Lane smiled. “I hope you don’t mind my saying so, but you have a strong positive energy about you. I think you’re someone with a real zest for life, aren’t you?”
“Undoubtedly. But . . . well, some would say not in a good way. I don’t always . . . behave all that well. Anyway, I think you’re right about the moral of the story. This case has brought me into contact with a journalist who shares a personality type with the fighting, negative sister. She claims to be fighting for justice and equality, but all she does is spew venom all day long.”

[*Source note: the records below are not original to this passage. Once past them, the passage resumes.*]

/// An in-memory catalog with an optional JSON snapshot.
#[derive(Debug, Default)]
pub struct MemoryCatalog {
    state: RwLock<CatalogState>,
    snapshot: Option<PathBuf>,
    /// Orders snapshot writes. Always taken before `state`.
    persist_lock: Mutex<()>,
    downloads: Mutex<DownloadLog>,
}

impl MemoryCatalog {
    /// Create an empty catalog that is never written to disk.
    pub fn new() -> Self {
        Self::default()
    }

    /// Open a catalog mirrored to `path`, loading it if the file exists.
    ///
    /// Download events go to a sibling `<stem>.downloads.jsonl` file.
    pub fn open(path: &Path) -> Result<Self> {
        let state = if path.is_file() {
            let data = std::fs::read_to_string(path)?;
            serde_json::from_str(&data)?
        } else {
            CatalogState::default()
        };
        Ok(MemoryCatalog {
            state: RwLock::new(state),
            snapshot: Some(path.to_path_buf()),
            persist_lock: Mutex::new(()),
            downloads: Mutex::new(DownloadLog::File(path.with_extension("downloads.jsonl"))),
        })
    }

    /// All download events recorded so far.
    pub fn download_log(&self) -> Result<Vec<DownloadEvent>> {
        self.downloads.lock().read()
    }

    /// Every package of `id`, ascending by version.
    pub fn packages_of(&self, id: &str) -> Vec<Package> {
        self.state
            .read()
            .registrations
            .get(&normalize_id(id))
            .map(|e| e.packages.clone())
            .unwrap_or_default()
    }

    /// Write `state` to the snapshot. Callers hold `persist_lock`.
    fn persist(&self, state: &CatalogState) -> Result<()> {
        if self.snapshot.is_none() {
            return Ok(());
        }
        let data = serde_json::to_vec_pretty(state)?;
        self.write_snapshot(&data)
    }

    fn write_snapshot(&self, data: &[u8]) -> Result<()> {
        let Some(path) = &self.snapshot else {
            return Ok(());
        };
        let dir = path
            .parent()
            .filter(|p| !p.as_os_str().is_empty())
            .unwrap_or_else(|| Path::new("."));
        std::fs::create_dir_all(dir)?;
        let mut file = tempfile::NamedTempFile::new_in(dir)?;
        file.write_all(data)?;
        file.persist(path).map_err(|e| RegistryError::Io(e.error))?;
        Ok(())
    }

    /// Persist, restoring `key`'s previous entry if the write fails.
    fn persist_or_restore(
        &self,
        state: &mut CatalogState,
        key: &str,
        previous: Option<Entry>,
    ) -> Result<()> {
        if let Err(e) = self.persist(state) {
            match previous {
                Some(entry) => state.registrations.insert(key.to_string(), entry),
                None => state.registrations.remove(key),
            };
            return Err(e);
        }
        Ok(())
    }
}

“How sad.” Lane looked shocked and pressed the palm of her hand flat against her collarbone. Sellers wondered if the words “spew venom” had been too much for her.
“To take your two points one by one . . .” she said. “Nobody always behaves well. It isn’t only you. If you’ll pardon my outspokenness, I do sense that you have many clouds close to the surface, but I sense more strongly that if you could clear those clouds away, your positive energy would burn even brighter than it does at present. You’re someone who is capable of doing endless good in our world. I hope you know that. I felt it as soon as I opened the door.”
Sellers didn’t know it, and wasn’t sure he wanted to. He concentrated on sipping his water, to avoid eye contact.